Nella zona gialla tutto questo sarebbe possibile dal 15 giugno. Quindi anche in questo caso ventiquattro ore dopo una possibilità del genere in zona bianca. Per quel che riguarda le discoteche, sarà possibile ascoltare la musica, mangiare e bere. Vietato invece stare sulla pista e ballare. Nella zona bianca non ci sono limitazioni sul versante degli spostamenti, mentre in zona gialla questi sono consentiti tra le 5 e le 23 fino al 6 giugno e tra le 5 e le 24 dal 7 giugno. Chi, nella zona gialla, esce durante l'orario del coprifuoco, deve giustificare lo spostamento con un'autocertificazione.

Se prima per accedere alla zona bianca una Regione o una Provincia autonoma doveva avere un Rt inferiore a 1 e un'incidenza di non più di 50 casi settimanali ogni 100.000 abitanti per ventuno giorni, adesso basta rispettare esclusivamente quest'ultimo parametro.
In Italia ieri 3.738 casi positivi.
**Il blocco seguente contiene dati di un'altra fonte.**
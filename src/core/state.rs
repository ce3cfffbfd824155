//! User-held view state that outlives every snapshot and redraw

use super::layout::{LayoutStyle, Point};

/// Zoom limits for the view transform
pub const SCALE_EXTENT: (f64, f64) = (0.1, 4.0);

/// Stable reference to a block across snapshots (its root hash)
#[derive(Clone, Debug, PartialEq, Eq, Hash)]
pub struct NodeRef(pub String);

/// Pan/zoom transform applied to the whole scene: `screen = scene * k + t`
#[derive(Clone, Copy, Debug, PartialEq)]
pub struct ViewTransform {
    pub tx: f64,
    pub ty: f64,
    pub k: f64,
}

impl ViewTransform {
    pub const IDENTITY: ViewTransform = ViewTransform {
        tx: 0.0,
        ty: 0.0,
        k: 1.0,
    };

    pub fn apply(&self, p: Point) -> Point {
        Point::new(p.x * self.k + self.tx, p.y * self.k + self.ty)
    }

    pub fn invert(&self, p: Point) -> Point {
        Point::new((p.x - self.tx) / self.k, (p.y - self.ty) / self.k)
    }

    pub fn pan(&mut self, dx: f64, dy: f64) {
        self.tx += dx;
        self.ty += dy;
    }

    /// Scale by `factor` keeping the screen point `focus` fixed
    pub fn zoom_at(&mut self, focus: Point, factor: f64) {
        if !factor.is_finite() || factor <= 0.0 {
            return;
        }
        let k = (self.k * factor).clamp(SCALE_EXTENT.0, SCALE_EXTENT.1);
        let anchor = self.invert(focus);
        self.k = k;
        self.tx = focus.x - anchor.x * k;
        self.ty = focus.y - anchor.y * k;
    }

    pub fn reset(&mut self) {
        *self = Self::IDENTITY;
    }

    pub fn is_identity(&self) -> bool {
        *self == Self::IDENTITY
    }
}

impl Default for ViewTransform {
    fn default() -> Self {
        Self::IDENTITY
    }
}

/// Settings the operator controls; never touched by a refresh
#[derive(Clone, Debug, PartialEq)]
pub struct UiState {
    pub layout_style: LayoutStyle,
    pub labels_hidden: bool,
    pub pinned: Option<NodeRef>,
    pub view_transform: ViewTransform,
    pub auto_refresh: bool,
}

impl Default for UiState {
    fn default() -> Self {
        Self {
            layout_style: LayoutStyle::Tree,
            labels_hidden: false,
            pinned: None,
            view_transform: ViewTransform::IDENTITY,
            auto_refresh: true,
        }
    }
}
Giovedì erano stati 4.147. Sono state invece 126 le vittime in un giorno, 171 il giorno prima. Effettuati 249.911 test, tra tamponi molecolari e antigenici. Giovedì erano stati 243.967. Il tasso di positività è dell'1,5%, in lieve calo rispetto all'1,7% del giorno precedente.
Nel Lazio ci sono stati 296 casi positivi. Su un totale di oltre 27.000 test: 11.000 tamponi molecolari e 15.000 antigenici. I decessi sono stati 11. In questo momento nel Lazio sono ricoverati 1.111 pazienti Covid. I guariti sono stati 1.272. In terapia intensiva ci sono 159 malati di Coronavirus.